Poco podía añadir a aquella exhortación general. La peste había llegado a Londres pero aún no había hecho mella entre nosotros. Pedí a los invitados que se retiraran y me obedecieron, tristes, a la espera de lo que pudiera sucederles.
Fui entonces en busca de Adrian, impaciente por conocer el resultado de su conversación con Ryland. En cierto sentido la discusión la había ganado él: el Protector aceptó regresar a Londres unas semanas, tiempo suficiente para que la situación se enderezara algo y su renuncia no causara tanta consternación. Hallé juntos a Adrian y a Idris. De la tristeza con que aquél había recibido la noticia de la llegada de la peste a Londres no quedaba ni rastro. Su presencia de ánimo infundía fuerza a su cuerpo y la alegría solemne del entusiasmo y la entrega iluminaba su semblante. La debilidad de su condición física parecía haberle pasado de largo, como la nube de humanidad, en la antigua fábula, pasó de largo ante el amante divino de Semele. Trataba de infundir valor a su hermana, lograr que viera sus intenciones bajo una luz menos trágica, para lo que, con apasionada elocuencia, le exponía sus razones.

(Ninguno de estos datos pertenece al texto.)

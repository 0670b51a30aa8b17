//! CSS declarations shared by the HTML and component emitters.

use builder_core::element::{Appearance, Element, ElementKind, Typography};

/// One `property: value` pair, property in kebab-case.
pub(crate) type Declaration = (&'static str, String);

/// Declarations for a top-level (absolutely positioned) element.
pub(crate) fn element_declarations(element: &Element) -> Vec<Declaration> {
    let geometry = &element.geometry;
    let position_unit = geometry.position_unit();
    let mut out = vec![
        ("position", "absolute".to_string()),
        ("left", format!("{}{position_unit}", geometry.x)),
        ("top", format!("{}{position_unit}", geometry.y)),
        ("width", format!("{}{}", geometry.width, geometry.width_unit)),
        ("height", format!("{}{}", geometry.height, geometry.height_unit)),
    ];
    push_background(&mut out, &element.appearance);
    push_border(&mut out, &element.appearance);
    out.push(("z-index", element.z_index.to_string()));
    push_typography(&mut out, &element.typography);
    out.push(("text-align", element.typography.text_align.as_str().to_string()));

    if let ElementKind::Grid { columns, rows, gap } = element.kind {
        out.push(("display", "grid".to_string()));
        out.push(("grid-template-columns", format!("repeat({columns}, 1fr)")));
        out.push(("grid-template-rows", format!("repeat({rows}, 1fr)")));
        out.push(("gap", format!("{gap}px")));
    } else {
        push_flex(&mut out, &element.typography);
    }
    out
}

/// Declarations for a grid item placed inside its grid.
pub(crate) fn grid_item_declarations(item: &Element) -> Vec<Declaration> {
    let mut out = vec![("position", "relative".to_string())];
    if let ElementKind::GridItem { placement, .. } = item.kind {
        out.push((
            "grid-column",
            format!("{} / {}", placement.column_start, placement.column_end),
        ));
        out.push((
            "grid-row",
            format!("{} / {}", placement.row_start, placement.row_end),
        ));
    }
    push_background(&mut out, &item.appearance);
    push_border(&mut out, &item.appearance);
    push_typography(&mut out, &item.typography);
    push_flex(&mut out, &item.typography);
    out
}

fn push_background(out: &mut Vec<Declaration>, appearance: &Appearance) {
    out.push(("background-color", appearance.background_color.clone()));
    if let Some(image) = &appearance.background_image {
        out.push(("background-image", format!("url({})", image.url)));
        out.push(("background-size", image.size.clone()));
        out.push(("background-position", image.position.clone()));
        out.push(("background-repeat", image.repeat.clone()));
    }
}

fn push_border(out: &mut Vec<Declaration>, appearance: &Appearance) {
    out.push(("border-radius", format!("{}px", appearance.border_radius)));
    out.push((
        "border",
        format!(
            "{}px {} {}",
            appearance.border_width, appearance.border_style, appearance.border_color
        ),
    ));
}

fn push_typography(out: &mut Vec<Declaration>, typography: &Typography) {
    out.push(("font-family", typography.font_family.clone()));
    out.push(("font-size", format!("{}px", typography.font_size)));
    out.push(("font-weight", typography.font_weight.clone()));
    out.push(("color", typography.text_color.clone()));
}

fn push_flex(out: &mut Vec<Declaration>, typography: &Typography) {
    out.push(("display", "flex".to_string()));
    out.push(("align-items", typography.vertical_align.align_items().to_string()));
    out.push((
        "justify-content",
        typography.text_align.justify_content().to_string(),
    ));
}

/// Convert a kebab-case CSS property to its camelCase style-object key.
pub(crate) fn camel_case(property: &str) -> String {
    let mut out = String::with_capacity(property.len());
    let mut upper = false;
    for c in property.chars() {
        if c == '-' {
            upper = true;
        } else if upper {
            out.push(c.to_ascii_uppercase());
            upper = false;
        } else {
            out.push(c);
        }
    }
    out
}

/// Expand `#rrggbb` or `#rgb` to `rgba(r, g, b, 1)`.
///
/// Anything else (named colors, `rgba(...)`, malformed hex) is returned as-is.
pub(crate) fn hex_to_rgba(color: &str) -> String {
    let Some(hex) = color.strip_prefix('#') else {
        return color.to_string();
    };
    let expanded: String = match hex.len() {
        3 => hex.chars().flat_map(|c| [c, c]).collect(),
        6 => hex.to_string(),
        _ => return color.to_string(),
    };
    let channel = |range: std::ops::Range<usize>| {
        expanded
            .get(range)
            .and_then(|digits| u8::from_str_radix(digits, 16).ok())
    };
    match (channel(0..2), channel(2..4), channel(4..6)) {
        (Some(r), Some(g), Some(b)) => format!("rgba({r}, {g}, {b}, 1)"),
        _ => color.to_string(),
    }
}
//! Device presets that size the editing canvas.

use serde::{Deserialize, Serialize};

/// Size of the canvas in pixels.
#[derive(Debug, Clone, Copy, PartialEq, Serialize, Deserialize)]
pub struct CanvasSize {
    /// Width in pixels.
    pub width: f32,
    /// Height in pixels.
    pub height: f32,
}

impl CanvasSize {
    /// Create a canvas size.
    #[must_use]
    pub const fn new(width: f32, height: f32) -> Self {
        Self { width, height }
    }
}

/// Simulated device the page is designed for.
#[derive(Debug, Clone, Copy, PartialEq, Eq, Default, Serialize, Deserialize)]
#[serde(rename_all = "lowercase")]
pub enum DevicePreset {
    /// Phone, 375x667.
    Mobile,
    /// Tablet, 768x1024.
    Tablet,
    /// Desktop browser, 1280x800.
    #[default]
    Desktop,
    /// Television, 1920x1080.
    Tv,
    /// Portrait kiosk, 1080x1920.
    Kiosk,
    /// Monitor, 1440x900.
    Monitor,
}

impl DevicePreset {
    /// Native (portrait) size of the device.
    #[must_use]
    pub const fn size(self) -> CanvasSize {
        match self {
            Self::Mobile => CanvasSize::new(375.0, 667.0),
            Self::Tablet => CanvasSize::new(768.0, 1024.0),
            Self::Desktop => CanvasSize::new(1280.0, 800.0),
            Self::Tv => CanvasSize::new(1920.0, 1080.0),
            Self::Kiosk => CanvasSize::new(1080.0, 1920.0),
            Self::Monitor => CanvasSize::new(1440.0, 900.0),
        }
    }

    /// Whether the device can be rotated to landscape.
    ///
    /// Fixed-orientation screens (tv, monitor, desktop) ignore the orientation.
    #[must_use]
    pub const fn supports_rotation(self) -> bool {
        !matches!(self, Self::Tv | Self::Monitor | Self::Desktop)
    }

    /// Canvas size for this device in the given orientation.
    #[must_use]
    pub const fn canvas_size(self, orientation: Orientation) -> CanvasSize {
        let size = self.size();
        match orientation {
            Orientation::Landscape if self.supports_rotation() => {
                CanvasSize::new(size.height, size.width)
            }
            _ => size,
        }
    }
}

/// Device orientation.
#[derive(Debug, Clone, Copy, PartialEq, Eq, Default, Serialize, Deserialize)]
#[serde(rename_all = "lowercase")]
pub enum Orientation {
    /// Native orientation.
    #[default]
    Portrait,
    /// Rotated by 90 degrees.
    Landscape,
}
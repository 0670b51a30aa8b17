//! Pointer drag handling.
//!
//! Pointer coordinates are canvas-relative pixels. A drag starts by recording
//! where inside the element's box the pointer went down, then each move places
//! the box so that the same point stays under the pointer.

use serde::{Deserialize, Serialize};

use crate::device::CanvasSize;
use crate::element::{Element, ElementId, Unit};

/// A point in canvas pixels.
#[derive(Debug, Clone, Copy, PartialEq, Default, Serialize, Deserialize)]
pub struct Point {
    /// Horizontal offset from the canvas' left edge.
    pub x: f32,
    /// Vertical offset from the canvas' top edge.
    pub y: f32,
}

impl Point {
    /// Create a point.
    #[must_use]
    pub const fn new(x: f32, y: f32) -> Self {
        Self { x, y }
    }
}

/// An in-progress drag.
#[derive(Debug, Clone, Copy, PartialEq, Serialize, Deserialize)]
pub struct DragState {
    /// The element being dragged.
    pub element: ElementId,
    /// Pointer offset from the element box's top-left corner.
    pub offset: Point,
}

impl DragState {
    /// Begin dragging `element` with the pointer at `pointer`.
    ///
    /// Returns `None` for grid items, which are placed by their grid.
    #[must_use]
    pub fn begin(element: &Element, pointer: Point, canvas: CanvasSize) -> Option<Self> {
        if element.is_grid_item() {
            return None;
        }
        let bounds = element.bounds(canvas);
        Some(Self {
            element: element.id,
            offset: Point::new(pointer.x - bounds.x, pointer.y - bounds.y),
        })
    }

    /// New `(x, y)` position for the dragged element with the pointer at `pointer`.
    ///
    /// Pixel-positioned elements are clamped so their box stays on the canvas
    /// and rounded to whole pixels. Percentage-positioned elements are placed
    /// as a percentage of the canvas without clamping.
    #[must_use]
    pub fn position_for(
        &self,
        element: &Element,
        pointer: Point,
        canvas: CanvasSize,
    ) -> (f32, f32) {
        let left = pointer.x - self.offset.x;
        let top = pointer.y - self.offset.y;

        match element.geometry.position_unit() {
            Unit::Percent => (
                round_to_hundredths(percent_of(left, canvas.width)),
                round_to_hundredths(percent_of(top, canvas.height)),
            ),
            Unit::Px => {
                let bounds = element.bounds(canvas);
                (
                    clamp_to_canvas(left, canvas.width - bounds.width),
                    clamp_to_canvas(top, canvas.height - bounds.height),
                )
            }
        }
    }
}

fn clamp_to_canvas(value: f32, max: f32) -> f32 {
    value.min(max).max(0.0).round()
}

fn percent_of(value: f32, extent: f32) -> f32 {
    if extent == 0.0 {
        0.0
    } else {
        value / extent * 100.0
    }
}

fn round_to_hundredths(value: f32) -> f32 {
    (value * 100.0).round() / 100.0
}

-Permíteme, en primer lugar -le dijo-, que libere tu mente de todo temor que puedas sentir por causa mía. No pienso forzarme más allá de mi resistencia ni buscaré los peligros innecesariamente. Creo saber qué debe hacerse y, dado que mi presencia es necesaria para el cumplimiento de mis planes, pondré especial cuidado en conservar mi vida.
»Voy a asumir un cargo adecuado para mí. No soy capaz de intrigar, de abrirme camino por las sendas tortuosas del laberinto que forman los vicios y las pasiones del hombre. Pero sí puedo aportar paciencia y comprensión, y toda la ayuda que permite el arte, al lecho del enfermo. Sí puedo alzar del suelo al triste huérfano y despertar nuevas esperanzas en el corazón cerrado del doliente. Sí puedo confinar a la peste dentro de unos límites, establecer un plazo a la desgracia que pueda ocasionar. Coraje, resistencia y vigilancia son las fuerzas que yo aporto a esta gran obra.
»¡Oh! ¡Ahora seré alguien! Desde mi nacimiento he aspirado a ser águila, pero, a diferencia de ella, me fallaron las alas, y la ceguera se apoderó de mis ojos. La decepción y la enfermedad, hasta hoy, me han dominado. Nacidos al nacer yo, gemelos míos, mi «podrías» se veía siempre encadenado a mi «no podrás». Un pastor cuidando de su rebaño en los montes participaba más que yo de la sociedad. Felicítame, pues, por haber encontrado una meta adecuada a mis fuerzas. A menudo he considerado ofrecer mis servicios a ciudades italianas o francesas invadidas por la peste. Pero el temor a lastimarte y la premonición de esta catástrofe me coartaban. A Inglaterra y a los ingleses me dedico. Si logro salvar uno solo de sus poderosos espíritus del mazazo de la muerte, si logro apartar la enfermedad de una de sus mansiones sonrientes, no habré vivido en vano.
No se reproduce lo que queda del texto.